_Provided records_.
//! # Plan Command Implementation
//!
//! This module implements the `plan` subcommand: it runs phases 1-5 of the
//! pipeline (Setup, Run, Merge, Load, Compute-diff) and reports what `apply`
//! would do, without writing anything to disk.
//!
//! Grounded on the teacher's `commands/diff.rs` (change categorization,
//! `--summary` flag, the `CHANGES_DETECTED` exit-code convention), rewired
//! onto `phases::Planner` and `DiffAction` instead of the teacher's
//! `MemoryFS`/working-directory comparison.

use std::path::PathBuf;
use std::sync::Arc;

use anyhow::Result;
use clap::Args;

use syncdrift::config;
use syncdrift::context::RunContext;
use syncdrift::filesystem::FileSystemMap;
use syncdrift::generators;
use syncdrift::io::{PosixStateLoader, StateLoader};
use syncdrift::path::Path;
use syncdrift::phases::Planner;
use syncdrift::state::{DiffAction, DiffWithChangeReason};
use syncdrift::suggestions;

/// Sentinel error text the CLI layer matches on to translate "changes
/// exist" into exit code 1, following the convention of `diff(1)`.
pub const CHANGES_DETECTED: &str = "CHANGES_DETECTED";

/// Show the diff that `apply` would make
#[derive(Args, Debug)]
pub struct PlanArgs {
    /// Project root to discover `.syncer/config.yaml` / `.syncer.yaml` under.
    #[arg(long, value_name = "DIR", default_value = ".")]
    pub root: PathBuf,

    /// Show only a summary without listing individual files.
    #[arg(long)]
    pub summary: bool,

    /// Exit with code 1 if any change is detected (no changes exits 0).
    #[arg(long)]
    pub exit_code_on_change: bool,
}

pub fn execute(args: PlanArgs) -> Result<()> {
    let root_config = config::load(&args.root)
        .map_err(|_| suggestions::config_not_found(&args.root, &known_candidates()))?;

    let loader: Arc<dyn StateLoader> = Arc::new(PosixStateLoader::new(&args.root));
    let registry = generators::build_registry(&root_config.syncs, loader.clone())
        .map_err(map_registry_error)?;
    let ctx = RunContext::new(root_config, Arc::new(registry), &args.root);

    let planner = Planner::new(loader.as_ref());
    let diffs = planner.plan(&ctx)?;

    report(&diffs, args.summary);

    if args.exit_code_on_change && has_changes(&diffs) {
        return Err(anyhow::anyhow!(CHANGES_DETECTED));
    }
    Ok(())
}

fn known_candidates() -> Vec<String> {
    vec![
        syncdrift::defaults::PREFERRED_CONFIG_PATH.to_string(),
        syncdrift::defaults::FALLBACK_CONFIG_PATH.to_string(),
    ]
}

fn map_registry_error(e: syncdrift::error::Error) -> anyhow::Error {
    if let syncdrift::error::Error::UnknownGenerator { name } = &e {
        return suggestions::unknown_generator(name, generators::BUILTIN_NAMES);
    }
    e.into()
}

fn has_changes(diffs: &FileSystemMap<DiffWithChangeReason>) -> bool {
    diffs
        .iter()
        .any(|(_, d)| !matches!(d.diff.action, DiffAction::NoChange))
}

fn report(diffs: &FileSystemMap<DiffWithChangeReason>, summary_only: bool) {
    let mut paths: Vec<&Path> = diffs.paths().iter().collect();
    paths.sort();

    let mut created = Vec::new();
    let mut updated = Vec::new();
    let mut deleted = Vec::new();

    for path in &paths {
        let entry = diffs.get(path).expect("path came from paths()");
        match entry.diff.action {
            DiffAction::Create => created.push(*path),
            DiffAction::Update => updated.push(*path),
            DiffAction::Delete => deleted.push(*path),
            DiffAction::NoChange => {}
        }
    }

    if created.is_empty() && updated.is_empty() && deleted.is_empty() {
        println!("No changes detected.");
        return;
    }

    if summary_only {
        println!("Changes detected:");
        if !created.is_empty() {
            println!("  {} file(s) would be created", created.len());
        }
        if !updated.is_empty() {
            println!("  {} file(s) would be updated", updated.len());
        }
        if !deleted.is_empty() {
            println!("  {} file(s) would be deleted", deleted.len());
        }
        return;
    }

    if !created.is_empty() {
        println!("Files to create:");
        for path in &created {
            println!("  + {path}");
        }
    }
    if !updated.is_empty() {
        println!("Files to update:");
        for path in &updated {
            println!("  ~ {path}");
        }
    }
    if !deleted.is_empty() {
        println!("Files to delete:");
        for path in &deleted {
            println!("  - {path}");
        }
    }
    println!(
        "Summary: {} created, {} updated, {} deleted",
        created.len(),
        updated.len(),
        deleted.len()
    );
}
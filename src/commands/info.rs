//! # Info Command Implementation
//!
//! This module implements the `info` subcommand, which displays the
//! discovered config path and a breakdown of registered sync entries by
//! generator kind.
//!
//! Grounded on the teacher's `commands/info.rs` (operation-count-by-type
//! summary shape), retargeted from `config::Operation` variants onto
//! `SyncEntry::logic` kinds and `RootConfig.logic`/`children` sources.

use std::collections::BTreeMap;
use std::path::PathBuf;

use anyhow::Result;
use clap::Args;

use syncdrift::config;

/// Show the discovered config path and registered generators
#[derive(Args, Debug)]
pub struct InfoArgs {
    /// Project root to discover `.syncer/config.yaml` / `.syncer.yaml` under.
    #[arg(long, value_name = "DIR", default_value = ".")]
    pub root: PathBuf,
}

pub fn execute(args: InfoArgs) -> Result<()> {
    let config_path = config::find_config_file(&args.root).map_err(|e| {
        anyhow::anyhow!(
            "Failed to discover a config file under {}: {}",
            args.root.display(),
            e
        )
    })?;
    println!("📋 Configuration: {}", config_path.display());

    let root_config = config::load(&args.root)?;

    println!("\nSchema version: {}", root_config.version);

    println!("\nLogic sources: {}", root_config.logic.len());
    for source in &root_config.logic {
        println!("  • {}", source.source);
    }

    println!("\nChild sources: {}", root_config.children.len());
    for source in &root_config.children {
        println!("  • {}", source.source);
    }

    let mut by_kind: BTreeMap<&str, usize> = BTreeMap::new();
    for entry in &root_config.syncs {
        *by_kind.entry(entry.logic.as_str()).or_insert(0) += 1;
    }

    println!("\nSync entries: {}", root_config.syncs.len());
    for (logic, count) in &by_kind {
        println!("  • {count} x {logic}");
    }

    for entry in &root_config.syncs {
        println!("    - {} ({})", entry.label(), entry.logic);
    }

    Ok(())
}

_Exercise objective_.
Up to and including the line with "into exit code", restate the records above word for word from the very first line.

_Task result_.
//! # Plan Command Implementation
//!
//! This module implements the `plan` subcommand: it runs phases 1-5 of the
//! pipeline (Setup, Run, Merge, Load, Compute-diff) and reports what `apply`
//! would do, without writing anything to disk.
//!
//! Grounded on the teacher's `commands/diff.rs` (change categorization,
//! `--summary` flag, the `CHANGES_DETECTED` exit-code convention), rewired
//! onto `phases::Planner` and `DiffAction` instead of the teacher's
//! `MemoryFS`/working-directory comparison.

use std::path::PathBuf;
use std::sync::Arc;

use anyhow::Result;
use clap::Args;

use syncdrift::config;
use syncdrift::context::RunContext;
use syncdrift::filesystem::FileSystemMap;
use syncdrift::generators;
use syncdrift::io::{PosixStateLoader, StateLoader};
use syncdrift::path::Path;
use syncdrift::phases::Planner;
use syncdrift::state::{DiffAction, DiffWithChangeReason};
use syncdrift::suggestions;

/// Sentinel error text the CLI layer matches on to translate "changes
/// exist" into exit code 1, following the convention of `diff(1)`.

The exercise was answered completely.